A methodology for sorting haploid and diploid corn seed using terahertz time domain spectroscopy and machine learning

Jared Taylor, Iowa State University
Chien-Ping Chou, Iowa State University
Leonard J. Bond, Iowa State University

This proceeding may be downloaded for personal use only. Any other use requires prior permission of the author and AIP Publishing. This article appeared in Taylor, Jared, Chien-Ping Chiou, and Leonard J. Bond. "A methodology for sorting haploid and diploid corn seed using terahertz time domain spectroscopy and machine learning." AIP Conference Proceedings 2102, no. 1 (2019): 080001, and may be found at DOI: 10.1063/1.5099809. Posted with permission.
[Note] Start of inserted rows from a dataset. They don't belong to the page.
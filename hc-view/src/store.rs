//! Observable selection state.

use hc_survey::subdistrict::SubdistrictId;

/// Callback invoked with the new selection after every write.
pub type Listener = Box<dyn FnMut(&SubdistrictId)>;

/// Handle returned by [`SelectionStore::subscribe`].
#[derive(Debug, Clone, Copy, PartialEq, Eq, Hash)]
pub struct SubscriptionId(usize);

/// The currently selected subdistrict plus its subscribers.
///
/// Writes notify every subscriber in subscription order, including writes
/// of the value already selected.
pub struct SelectionStore {
    current: SubdistrictId,
    listeners: Vec<(SubscriptionId, Listener)>,
    next_id: usize,
}

impl SelectionStore {
    pub fn new(initial: SubdistrictId) -> Self {
        Self {
            current: initial,
            listeners: Vec::new(),
            next_id: 0,
        }
    }

    pub fn get(&self) -> &SubdistrictId {
        &self.current
    }

    pub fn set(&mut self, id: SubdistrictId) {
        log::debug!("selection {} -> {}", self.current, id);
        self.current = id;
        let current = &self.current;
        for (_, listener) in self.listeners.iter_mut() {
            listener(current);
        }
    }

    pub fn subscribe(&mut self, listener: impl FnMut(&SubdistrictId) + 'static) -> SubscriptionId {
        let id = SubscriptionId(self.next_id);
        self.next_id += 1;
        self.listeners.push((id, Box::new(listener)));
        id
    }

    /// Returns false if `id` was not subscribed.
    pub fn unsubscribe(&mut self, id: SubscriptionId) -> bool {
        let before = self.listeners.len();
        self.listeners.retain(|(sub, _)| *sub != id);
        self.listeners.len() != before
    }

    pub fn subscriber_count(&self) -> usize {
        self.listeners.len()
    }
}

#[cfg(test)]
mod tests {
    use super::*;
    use std::cell::RefCell;
    use std::rc::Rc;

    #[test]
    fn set_notifies_all_subscribers_in_order() {
        let seen = Rc::new(RefCell::new(Vec::new()));
        let mut store = SelectionStore::new(SubdistrictId::from("BEKOK"));

        let first = seen.clone();
        store.subscribe(move |id| first.borrow_mut().push(format!("a:{}", id)));
        let second = seen.clone();
        store.subscribe(move |id| second.borrow_mut().push(format!("b:{}", id)));

        store.set(SubdistrictId::from("JABI"));
        assert_eq!(store.get().as_str(), "JABI");
        assert_eq!(*seen.borrow(), vec!["a:JABI", "b:JABI"]);
    }

    #[test]
    fn repeated_write_still_notifies() {
        let count = Rc::new(RefCell::new(0));
        let mut store = SelectionStore::new(SubdistrictId::from("BEKOK"));
        let counter = count.clone();
        store.subscribe(move |_| *counter.borrow_mut() += 1);

        store.set(SubdistrictId::from("BEKOK"));
        store.set(SubdistrictId::from("BEKOK"));
        assert_eq!(*count.borrow(), 2);
    }

    #[test]
    fn last_write_wins() {
        let mut store = SelectionStore::new(SubdistrictId::from("BEKOK"));
        store.set(SubdistrictId::from("CHAAH"));
        store.set(SubdistrictId::from("GEMEREH"));
        assert_eq!(store.get().as_str(), "GEMEREH");
    }

    #[test]
    fn unsubscribed_listener_is_not_called() {
        let count = Rc::new(RefCell::new(0));
        let mut store = SelectionStore::new(SubdistrictId::from("BEKOK"));
        let counter = count.clone();
        let sub = store.subscribe(move |_| *counter.borrow_mut() += 1);

        assert!(store.unsubscribe(sub));
        assert!(!store.unsubscribe(sub));
        store.set(SubdistrictId::from("JABI"));
        assert_eq!(*count.borrow(), 0);
        assert_eq!(store.subscriber_count(), 0);
    }
}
The ability of terahertz (THz) electromagnetic waves to penetrate a wide range of materials gives potential for diverse applications in nondestructive evaluation, biomed, and agriculture and there has been rapid expanding both in its use. One possible application is in relation to corn breeding, specifically when the doubled haploid method is used as a process that greatly speeds up plant breeding, and this requires seed sorting. Haploid kernels are induced in corn plants in order to decrease the time to reach homozygous genetic corn lines. These haploid kernels must be separated from the surrounding diploid kernels; presently this is labor intensive and performed using visual markers. This current work represents a proof of concept study which sought to determine if haploid classification can be automated using terahertz time domain spectroscopy (THz-TDS) with data analysis paired with a machine learning algorithm, such as a probabilistic neural network (PNN). In this work, a THz-TDS system was used to collect time domain waveforms from a sample of mixed haploid and diploid corn kernels. Effects of variabilities in beam focus and kernel geometry were reduced by taking multiple scans at different heights. The waveform data were then transformed to the frequency domain and further classified by PNN with a training set random subsampling technique. Leave-one-out and K-folds cross-validation procedures were used to train the model. The preliminary results show promise yielding an average classification rate of 75 percent correct by 5-fold cross-validation.